Nuclear Black Market Seeks IS Extremists
Desmond Butler and Vadim Ghirda, Big Story, October 7, 2015
Over the pulsating beat at an exclusive nightclub, the arms smuggler made his pitch to a client: 2.5 million euros for enough radioactive cesium to contaminate several city blocks.
It was earlier this year, and the two men were plotting their deal at an unlikely spot: the terrace of Cocos Prive, a dance club and sushi bar in Chisinau, the capital of Moldova.
“You can make a dirty bomb, which would be perfect for the Islamic State,” the smuggler said. “If you have a connection with them, the business will go smoothly.”
But the smuggler, Valentin Grossu, wasn’t sure the client was for real–and he was right to worry. The client was an informant, and it took some 20 meetings to persuade Grossu that he was an authentic Islamic State representative. Eventually, the two men exchanged cash for a sample in a sting operation that landed Grossu in jail.
The previously unpublicized case is one of at least four attempts in five years in which criminal networks with suspected Russian ties sought to sell radioactive material to extremists through Moldova, an investigation by The Associated Press has found. One investigation uncovered an attempt to sell bomb-grade uranium to a real buyer from the Middle East, the first known case of its kind.

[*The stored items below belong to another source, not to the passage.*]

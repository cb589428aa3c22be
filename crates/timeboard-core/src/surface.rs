use std::collections::BTreeSet;

use crate::model::Granularity;

/// What the controller may do to the
/// page: flag menu buttons, switch the
/// grid variant, and fill the grid.
pub trait DashboardSurface {
  /// Mode named by each menu button, in
  /// document order. `None` for a button
  /// whose mode attribute is missing or
  /// unknown.
  fn button_modes(
    &self
  ) -> Vec<Option<Granularity>>;

  fn set_selected(
    &mut self,
    index: usize,
    selected: bool
  );

  /// Drops every granularity variant from
  /// the grid and adds the one for `mode`.
  fn set_variant(
    &mut self,
    mode: Granularity
  );

  fn inject_cards(&mut self, html: &str);
}

#[derive(
  Debug, Clone, PartialEq, Eq,
)]
pub struct MemoryButton {
  pub mode:     Option<Granularity>,
  pub selected: bool
}

/// In-memory page used by tests and
/// the static renderer.
#[derive(
  Debug,
  Clone,
  Default,
  PartialEq,
  Eq,
)]
pub struct MemorySurface {
  pub buttons:  Vec<MemoryButton>,
  pub variants: BTreeSet<Granularity>,
  pub cards:    Option<String>
}

impl MemorySurface {
  /// One button per granularity, in menu
  /// order, none selected.
  pub fn standard() -> Self {
    Self::with_buttons(
      Granularity::all()
        .into_iter()
        .map(Some)
    )
  }

  pub fn with_buttons(
    modes: impl IntoIterator<
      Item = Option<Granularity>
    >
  ) -> Self {
    Self {
      buttons: modes
        .into_iter()
        .map(|mode| MemoryButton {
          mode,
          selected: false
        })
        .collect(),
      ..Self::default()
    }
  }

  pub fn selected_modes(
    &self
  ) -> Vec<Option<Granularity>> {
    self
      .buttons
      .iter()
      .filter(|button| button.selected)
      .map(|button| button.mode)
      .collect()
  }
}

impl DashboardSurface for MemorySurface {
  fn button_modes(
    &self
  ) -> Vec<Option<Granularity>> {
    self
      .buttons
      .iter()
      .map(|button| button.mode)
      .collect()
  }

  fn set_selected(
    &mut self,
    index: usize,
    selected: bool
  ) {
    if let Some(button) =
      self.buttons.get_mut(index)
    {
      button.selected = selected;
    }
  }

  fn set_variant(
    &mut self,
    mode: Granularity
  ) {
    self.variants.clear();
    self.variants.insert(mode);
  }

  fn inject_cards(&mut self, html: &str) {
    self.cards = Some(html.to_string());
  }
}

In that operation, wiretaps and interviews with investigators show, a middleman for the gang repeatedly ranted with hatred for America as he focused on smuggling the essential material for an atomic bomb and blueprints for a dirty bomb to a Middle Eastern buyer.
In wiretaps, videotaped arrests, photographs of bomb-grade material, documents and interviews, AP found that smugglers are explicitly targeting buyers who are enemies of the West. {snip}
The sting operations involved a partnership between the FBI and a small group of Moldovan investigators, who over five years went from near total ignorance of the black market to wrapping up four sting operations. Informants and police posing as connected gangsters penetrated the smuggling networks, using old-fashioned undercover tactics as well as high-tech gear from radiation detectors to clothing threaded with recording devices.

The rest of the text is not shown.